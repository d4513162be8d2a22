// Copyright (c) Meta Platforms, Inc. and affiliates.
//
// This source code is dual-licensed under either the MIT license found in the
// LICENSE-MIT file in the root directory of this source tree or the Apache
// License, Version 2.0 found in the LICENSE-APACHE file in the root directory
// of this source tree. You may select, at your option, one of the above-listed licenses.

//! A simple interactive demonstration of ORAM over a file.
//!
//! The file only ever sees whole paths of sealed buckets being read and rewritten.

use rustyline::history::FileHistory;
use rustyline::Editor;
use tree_oram::{EncryptionKey, FileStorage, ObliviousStore, Oram, OramConfig};

fn parse_number(
    prompt: &str,
    rl: &mut Editor<(), FileHistory>,
) -> Result<u64, Box<dyn std::error::Error>> {
    Ok(loop {
        println!("{}", prompt);
        println!();
        let readline: String = rl.readline("> ")?;
        let number_parse = readline.trim().parse::<u64>();
        match number_parse {
            Ok(number) => break number,
            Err(_) => {
                println!("Expected a number. Try again.");
                continue;
            }
        }
    })
}

fn main() -> Result<(), Box<dyn std::error::Error>> {
    let mut rl = Editor::<(), FileHistory>::new()?;

    let capacity = parse_number("How many integers would you like to store?", &mut rl)?;

    let config = OramConfig::with_defaults(capacity, 8);
    let heap = config.heap()?;
    let path = std::env::temp_dir().join(format!("tree_oram_interactive_{}.bin", std::process::id()));
    let storage = FileStorage::create(&path, heap.bucket_count(), config.bucket_ciphertext_len())?;
    println!(
        "Storing {} buckets of {} bytes in {}.",
        heap.bucket_count(),
        config.bucket_ciphertext_len(),
        path.display()
    );

    let oram = ObliviousStore::<FileStorage>::init(config, storage, EncryptionKey::generate())?;

    loop {
        let action = loop {
            println!("Enter an option (R, W or Q):");
            println!("R) Read");
            println!("W) Write");
            println!("Q) Quit");
            let action: String = rl.readline("> ")?;
            let action = action.trim().to_uppercase();
            if !["R", "W", "Q"].contains(&action.as_str()) {
                println!("Try again.");
                continue;
            }
            break action;
        };

        if action == "Q" {
            break;
        }

        let address = parse_number("What address?", &mut rl)?;

        if action == "R" {
            match oram.read(address) {
                Ok(bytes) => {
                    let mut value = [0u8; 8];
                    value.copy_from_slice(&bytes[..8]);
                    println!("Value at {} is {}.", address, u64::from_le_bytes(value));
                }
                Err(e) => println!("{e}"),
            }
        }

        if action == "W" {
            let value = parse_number("Value to write?", &mut rl)?;
            match oram.write(address, &value.to_le_bytes()) {
                Ok(_) => println!("Wrote value {} to address {}.", value, address),
                Err(e) => println!("{e}"),
            }
        }
    }

    let (storage, _state) = oram.close()?;
    drop(storage);
    std::fs::remove_file(&path)?;
    Ok(())
}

--*--

WHAT THE TASK ASKS ▸
The expected response is the material above given again line by line, from its first line to the line holding "read and rewritten.", inclusive.

TASK SOLUTION ▸
repository d4513162be8d2a22
// Copyright (c) Meta Platforms, Inc. and affiliates.
//
// This source code is dual-licensed under either the MIT license found in the
// LICENSE-MIT file in the root directory of this source tree or the Apache
// License, Version 2.0 found in the LICENSE-APACHE file in the root directory
// of this source tree. You may select, at your option, one of the above-listed licenses.

//! A simple interactive demonstration of ORAM over a file.
//!
//! The file only ever sees whole paths of sealed buckets being read and rewritten.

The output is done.